--- Problem requirements ---
Could you filter the data below down to the lines that hold the word "AggregatorConfig"?

--- Source material ---

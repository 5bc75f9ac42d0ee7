//! File-backed repository. Every write goes through the temp-file +
//! atomic-rename idiom so readers never observe partial JSON.

use serde::de::DeserializeOwned;
use serde::Serialize;
use std::path::{Path, PathBuf};
use tokio::fs;

use crate::error::LeagueError;
use crate::models::{MatchRecord, PlayerHistory, PlayerHistoryEntry, RoundsFile, Standings};
use crate::protocol::messages::MatchResultReportParams;

#[derive(Debug, Clone)]
pub struct Repository {
    base: PathBuf,
}

impl Repository {
    pub fn new(base: impl Into<PathBuf>) -> Self {
        Self { base: base.into() }
    }

    fn standings_path(&self, league_id: &str) -> PathBuf {
        self.base.join("leagues").join(league_id).join("standings.json")
    }

    fn rounds_path(&self, league_id: &str) -> PathBuf {
        self.base.join("leagues").join(league_id).join("rounds.json")
    }

    fn match_path(&self, match_id: &str) -> PathBuf {
        self.base.join("matches").join(format!("{match_id}.json"))
    }

    fn history_path(&self, player_id: &str) -> PathBuf {
        self.base.join("players").join(player_id).join("history.json")
    }

    fn outbox_path(&self, match_id: &str) -> PathBuf {
        self.base.join("outbox").join(format!("{match_id}.json"))
    }

    /// Absent file reads as empty standings.
    pub async fn load_standings(&self, league_id: &str) -> Result<Standings, LeagueError> {
        match self.read_json(&self.standings_path(league_id)).await? {
            Some(standings) => Ok(standings),
            None => Ok(Standings::empty(league_id)),
        }
    }

    pub async fn save_standings(&self, standings: &Standings) -> Result<(), LeagueError> {
        self.write_atomic(&self.standings_path(&standings.league_id), standings)
            .await
    }

    pub async fn load_rounds(&self, league_id: &str) -> Result<Option<RoundsFile>, LeagueError> {
        self.read_json(&self.rounds_path(league_id)).await
    }

    pub async fn save_rounds(&self, rounds: &RoundsFile) -> Result<(), LeagueError> {
        self.write_atomic(&self.rounds_path(&rounds.league_id), rounds)
            .await
    }

    pub async fn save_match_record(&self, record: &MatchRecord) -> Result<(), LeagueError> {
        self.write_atomic(&self.match_path(&record.match_id), record)
            .await
    }

    pub async fn load_match_record(
        &self,
        match_id: &str,
    ) -> Result<Option<MatchRecord>, LeagueError> {
        self.read_json(&self.match_path(match_id)).await
    }

    pub async fn list_match_records(&self) -> Result<Vec<MatchRecord>, LeagueError> {
        let dir = self.base.join("matches");
        let mut records = Vec::new();
        let mut read_dir = match fs::read_dir(&dir).await {
            Ok(read_dir) => read_dir,
            Err(e) if e.kind() == std::io::ErrorKind::NotFound => return Ok(records),
            Err(e) => return Err(e.into()),
        };
        while let Some(entry) = read_dir.next_entry().await? {
            if entry.path().extension().and_then(|e| e.to_str()) != Some("json") {
                continue;
            }
            if let Some(record) = self.read_json(&entry.path()).await? {
                records.push(record);
            }
        }
        Ok(records)
    }

    pub async fn load_player_history(&self, player_id: &str) -> Result<PlayerHistory, LeagueError> {
        match self.read_json(&self.history_path(player_id)).await? {
            Some(history) => Ok(history),
            None => Ok(PlayerHistory::empty(player_id)),
        }
    }

    pub async fn append_player_history(
        &self,
        player_id: &str,
        entry: PlayerHistoryEntry,
    ) -> Result<(), LeagueError> {
        let mut history = self.load_player_history(player_id).await?;
        history.append(entry);
        self.write_atomic(&self.history_path(player_id), &history)
            .await
    }

    /// Park an undeliverable result report for the resend loop.
    pub async fn save_outbox_entry(
        &self,
        report: &MatchResultReportParams,
    ) -> Result<(), LeagueError> {
        self.write_atomic(&self.outbox_path(&report.match_id), report)
            .await
    }

    pub async fn list_outbox(&self) -> Result<Vec<MatchResultReportParams>, LeagueError> {
        let dir = self.base.join("outbox");
        let mut entries = Vec::new();
        let mut read_dir = match fs::read_dir(&dir).await {
            Ok(read_dir) => read_dir,
            Err(e) if e.kind() == std::io::ErrorKind::NotFound => return Ok(entries),
            Err(e) => return Err(e.into()),
        };
        while let Some(entry) = read_dir.next_entry().await? {
            if entry.path().extension().and_then(|e| e.to_str()) != Some("json") {
                continue;
            }
            if let Some(report) = self.read_json(&entry.path()).await? {
                entries.push(report);
            }
        }
        Ok(entries)
    }

    pub async fn remove_outbox_entry(&self, match_id: &str) -> Result<(), LeagueError> {
        match fs::remove_file(self.outbox_path(match_id)).await {
            Ok(()) => Ok(()),
            Err(e) if e.kind() == std::io::ErrorKind::NotFound => Ok(()),
            Err(e) => Err(e.into()),
        }
    }

    async fn read_json<T: DeserializeOwned>(&self, path: &Path) -> Result<Option<T>, LeagueError> {
        match fs::read(path).await {
            Ok(bytes) => Ok(Some(serde_json::from_slice(&bytes)?)),
            Err(e) if e.kind() == std::io::ErrorKind::NotFound => Ok(None),
            Err(e) => Err(e.into()),
        }
    }

    async fn write_atomic<T: Serialize>(&self, path: &Path, value: &T) -> Result<(), LeagueError> {
        let parent = path
            .parent()
            .ok_or_else(|| LeagueError::ResourceExhausted("path has no parent".into()))?;
        fs::create_dir_all(parent).await?;
        let tmp = path.with_extension("json.tmp");
        let bytes = serde_json::to_vec_pretty(value)?;
        fs::write(&tmp, &bytes).await?;
        fs::rename(&tmp, path).await?;
        Ok(())
    }
}

#[cfg(test)]
mod tests {
    use super::*;
    use crate::models::{MatchOutcome, Parity, PlayerStatus};
    use std::collections::HashMap;

    fn repo() -> (tempfile::TempDir, Repository) {
        let dir = tempfile::tempdir().unwrap();
        let repo = Repository::new(dir.path());
        (dir, repo)
    }

    #[tokio::test]
    async fn absent_standings_read_as_empty() {
        let (_dir, repo) = repo();
        let standings = repo.load_standings("L1").await.unwrap();
        assert!(standings.rows.is_empty());
        assert_eq!(standings.league_id, "L1");
    }

    #[tokio::test]
    async fn standings_round_trip() {
        let (_dir, repo) = repo();
        let mut standings = Standings::empty("L1");
        standings.apply(&MatchOutcome {
            winner_player_id: "P01".into(),
            statuses: HashMap::from([
                ("P01".to_string(), PlayerStatus::Win),
                ("P02".to_string(), PlayerStatus::Loss),
            ]),
            drawn_number: Some(4),
            number_parity: Some(Parity::Even),
            points_awarded: HashMap::from([("P01".to_string(), 3), ("P02".to_string(), 0)]),
        });
        repo.save_standings(&standings).await.unwrap();
        let loaded = repo.load_standings("L1").await.unwrap();
        assert_eq!(loaded.rows["P01"].points, 3);
        assert_eq!(loaded.rows["P02"].losses, 1);
    }

    #[tokio::test]
    async fn no_temp_residue_after_write() {
        let (dir, repo) = repo();
        repo.save_standings(&Standings::empty("L1")).await.unwrap();
        let league_dir = dir.path().join("leagues").join("L1");
        let names: Vec<String> = std::fs::read_dir(&league_dir)
            .unwrap()
            .map(|e| e.unwrap().file_name().into_string().unwrap())
            .collect();
        assert_eq!(names, vec!["standings.json"]);
    }

    #[tokio::test]
    async fn outbox_survives_listing_and_removal() {
        let (_dir, repo) = repo();
        let report = MatchResultReportParams {
            match_id: "R1M1".into(),
            round_id: 1,
            league_id: "L1".into(),
            state: crate::models::MatchState::Finished,
            outcome: MatchOutcome {
                winner_player_id: "P01".into(),
                statuses: HashMap::new(),
                drawn_number: None,
                number_parity: None,
                points_awarded: HashMap::new(),
            },
        };
        repo.save_outbox_entry(&report).await.unwrap();
        let listed = repo.list_outbox().await.unwrap();
        assert_eq!(listed.len(), 1);
        assert_eq!(listed[0].match_id, "R1M1");
        repo.remove_outbox_entry("R1M1").await.unwrap();
        assert!(repo.list_outbox().await.unwrap().is_empty());
        // Removing twice is harmless.
        repo.remove_outbox_entry("R1M1").await.unwrap();
    }
}
//! Standings aggregation: a bounded single-consumer queue serializes all
//! standings mutations across concurrent referee reports.

use futures_util::future::join_all;
use std::collections::HashSet;
use std::sync::Arc;
use std::time::Duration;
use tokio::sync::{mpsc, Mutex, RwLock};
use tokio::task::JoinHandle;
use tracing::{debug, error, info, warn};
use uuid::Uuid;

use crate::error::LeagueError;
use crate::models::{
    AgentType, League, LeagueStatus, RoundStatus, ScheduledMatchStatus,
};
use crate::protocol::messages::{self, MatchResultReportParams, StandingsUpdateParams};
use crate::service::communication::RpcClient;
use crate::service::registry_service::RegistryService;
use crate::storage::Repository;

#[derive(Debug, Clone)]
pub struct AggregatorConfig {
    pub queue_capacity: usize,
    pub drain_timeout: Duration,
}

impl Default for AggregatorConfig {
    fn default() -> Self {
        Self {
            queue_capacity: 100,
            drain_timeout: Duration::from_secs(10),
        }
    }
}

#[derive(Debug, Clone, Copy, PartialEq, Eq)]
pub enum EnqueueAck {
    Queued,
    Duplicate,
}

/// Lifecycle signals the consumer raises for the league driver.
#[derive(Debug, Clone, PartialEq, Eq)]
pub enum RoundEvent {
    MatchProcessed(String),
    RoundCompleted(u32),
    LeagueCompleted,
}

pub struct StandingsAggregator {
    tx: Mutex<Option<mpsc::Sender<MatchResultReportParams>>>,
    processed: Arc<RwLock<HashSet<String>>>,
    worker: Mutex<Option<JoinHandle<()>>>,
    drain_timeout: Duration,
}

struct WorkerCtx {
    repo: Arc<Repository>,
    league: Arc<RwLock<League>>,
    registry: Arc<RegistryService>,
    client: Arc<RpcClient>,
    processed: Arc<RwLock<HashSet<String>>>,
    events: mpsc::UnboundedSender<RoundEvent>,
}

impl StandingsAggregator {
    /// Spawn the consumer worker. The returned receiver yields round and
    /// league completion events for the league driver.
    pub fn spawn(
        config: AggregatorConfig,
        repo: Arc<Repository>,
        league: Arc<RwLock<League>>,
        registry: Arc<RegistryService>,
        client: Arc<RpcClient>,
    ) -> (Arc<Self>, mpsc::UnboundedReceiver<RoundEvent>) {
        let (tx, mut rx) = mpsc::channel::<MatchResultReportParams>(config.queue_capacity);
        let (event_tx, event_rx) = mpsc::unbounded_channel();
        let processed: Arc<RwLock<HashSet<String>>> = Arc::new(RwLock::new(HashSet::new()));

        let ctx = WorkerCtx {
            repo,
            league,
            registry,
            client,
            processed: processed.clone(),
            events: event_tx,
        };
        let worker = tokio::spawn(async move {
            while let Some(report) = rx.recv().await {
                if let Err(e) = apply_report(&ctx, report).await {
                    // The worker must outlive individual failures; the
                    // report stays unprocessed and the referee's resend
                    // loop will deliver it again.
                    error!(error_code = %e.code(), "failed to apply report: {e}");
                }
            }
            debug!("aggregator queue drained, worker exiting");
        });

        (
            Arc::new(Self {
                tx: Mutex::new(Some(tx)),
                processed,
                worker: Mutex::new(Some(worker)),
                drain_timeout: config.drain_timeout,
            }),
            event_rx,
        )
    }

    /// Non-blocking enqueue. Duplicates of already-processed matches are
    /// acknowledged without re-queuing; a full queue is `E014` so the
    /// referee retries.
    pub async fn enqueue(
        &self,
        report: MatchResultReportParams,
    ) -> Result<EnqueueAck, LeagueError> {
        if self.processed.read().await.contains(&report.match_id) {
            debug!(match_id = %report.match_id, "duplicate report acknowledged");
            return Ok(EnqueueAck::Duplicate);
        }
        let guard = self.tx.lock().await;
        let tx = guard
            .as_ref()
            .ok_or_else(|| LeagueError::Busy("aggregator is draining".into()))?;
        tx.try_send(report).map_err(|e| match e {
            mpsc::error::TrySendError::Full(r) => {
                LeagueError::RateLimited(format!("report queue full, retry {}", r.match_id))
            }
            mpsc::error::TrySendError::Closed(_) => {
                LeagueError::Busy("aggregator stopped".into())
            }
        })?;
        Ok(EnqueueAck::Queued)
    }

    pub async fn processed_count(&self) -> usize {
        self.processed.read().await.len()
    }

    /// Refuse new enqueues, then drain what is already queued within the
    /// configured timeout.
    pub async fn shutdown(&self) {
        let tx = self.tx.lock().await.take();
        drop(tx);
        if let Some(worker) = self.worker.lock().await.take() {
            match tokio::time::timeout(self.drain_timeout, worker).await {
                Ok(_) => info!("aggregator drained cleanly"),
                Err(_) => warn!(
                    "aggregator did not drain within {:?}, abandoning queue",
                    self.drain_timeout
                ),
            }
        }
    }
}

async fn apply_report(ctx: &WorkerCtx, report: MatchResultReportParams) -> Result<(), LeagueError> {
    // Re-check at drain time: an earlier duplicate in the FIFO may have
    // already been applied.
    if ctx.processed.read().await.contains(&report.match_id) {
        debug!(match_id = %report.match_id, "skipping already-processed report");
        return Ok(());
    }

    let mut standings = ctx.repo.load_standings(&report.league_id).await?;
    standings.apply(&report.outcome);
    ctx.repo.save_standings(&standings).await?;
    ctx.processed.write().await.insert(report.match_id.clone());
    info!(
        match_id = %report.match_id,
        winner = %report.outcome.winner_player_id,
        "standings updated"
    );
    let _ = ctx
        .events
        .send(RoundEvent::MatchProcessed(report.match_id.clone()));

    let mut current_round = report.round_id;
    if let Some(mut rounds) = ctx.repo.load_rounds(&report.league_id).await? {
        if let Some(slot) = rounds.find_match_mut(&report.match_id) {
            slot.status = ScheduledMatchStatus::Finished;
        }
        let processed = ctx.processed.read().await;
        for round in &mut rounds.rounds {
            if round.status != RoundStatus::Completed
                && round
                    .matches
                    .iter()
                    .all(|m| processed.contains(&m.match_id))
            {
                round.status = RoundStatus::Completed;
                info!(round_id = round.round_id, "round completed");
                let _ = ctx.events.send(RoundEvent::RoundCompleted(round.round_id));
            }
        }
        drop(processed);
        current_round = rounds
            .rounds
            .iter()
            .find(|r| r.status != RoundStatus::Completed)
            .map(|r| r.round_id)
            .unwrap_or_else(|| rounds.rounds.last().map(|r| r.round_id).unwrap_or(1));
        let league_done = rounds.rounds.iter().all(|r| r.status == RoundStatus::Completed);
        ctx.repo.save_rounds(&rounds).await?;
        if league_done {
            ctx.league.write().await.status = LeagueStatus::Completed;
            info!(league_id = %report.league_id, "league completed");
            let _ = ctx.events.send(RoundEvent::LeagueCompleted);
        }
    }

    broadcast_standings(ctx, &report.league_id, current_round, &standings).await;
    Ok(())
}

async fn broadcast_standings(
    ctx: &WorkerCtx,
    league_id: &str,
    current_round: u32,
    standings: &crate::models::Standings,
) {
    let players = ctx.registry.agents_of_type(AgentType::Player).await;
    if players.is_empty() {
        return;
    }
    let update = StandingsUpdateParams {
        league_id: league_id.to_string(),
        current_round,
        ranking: standings.ranked(current_round),
        rows: standings.rows.clone().into_iter().collect(),
    };
    let body = match serde_json::to_value(&update) {
        Ok(body) => body,
        Err(e) => {
            error!("standings update does not serialize: {e}");
            return;
        }
    };
    let conversation_id = Uuid::new_v4().to_string();
    let sends = players.iter().map(|p| {
        let body = body.clone();
        let conversation_id = conversation_id.clone();
        async move {
            // Best-effort; the per-endpoint breaker inside the client
            // keeps dead players from slowing the worker down.
            let _ = ctx
                .client
                .notify(
                    &p.contact_endpoint,
                    messages::LEAGUE_STANDINGS_UPDATE,
                    &conversation_id,
                    body,
                )
                .await;
        }
    });
    join_all(sends).await;
}
// Service layer module for parity-league
pub mod communication;
pub mod game_service;
pub mod match_service;
pub mod registry_service;
pub mod scheduler_service;
pub mod standings_service;

pub use communication::{CallOptions, HttpTransport, RetryConfig, RpcClient, Transport};
pub use game_service::{EvenOddRules, GameRegistry, GameRules, NumberDraw, ScriptedDraw, SecureDraw};
pub use match_service::MatchConductor;
pub use registry_service::{RegistryConfig, RegistryService};
pub use scheduler_service::{build_schedule, ScheduleIndex};
pub use standings_service::{AggregatorConfig, EnqueueAck, RoundEvent, StandingsAggregator};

--- Answer space ---
pub struct AggregatorConfig {
impl Default for AggregatorConfig {
        config: AggregatorConfig,
pub use standings_service::{AggregatorConfig, EnqueueAck, RoundEvent, StandingsAggregator};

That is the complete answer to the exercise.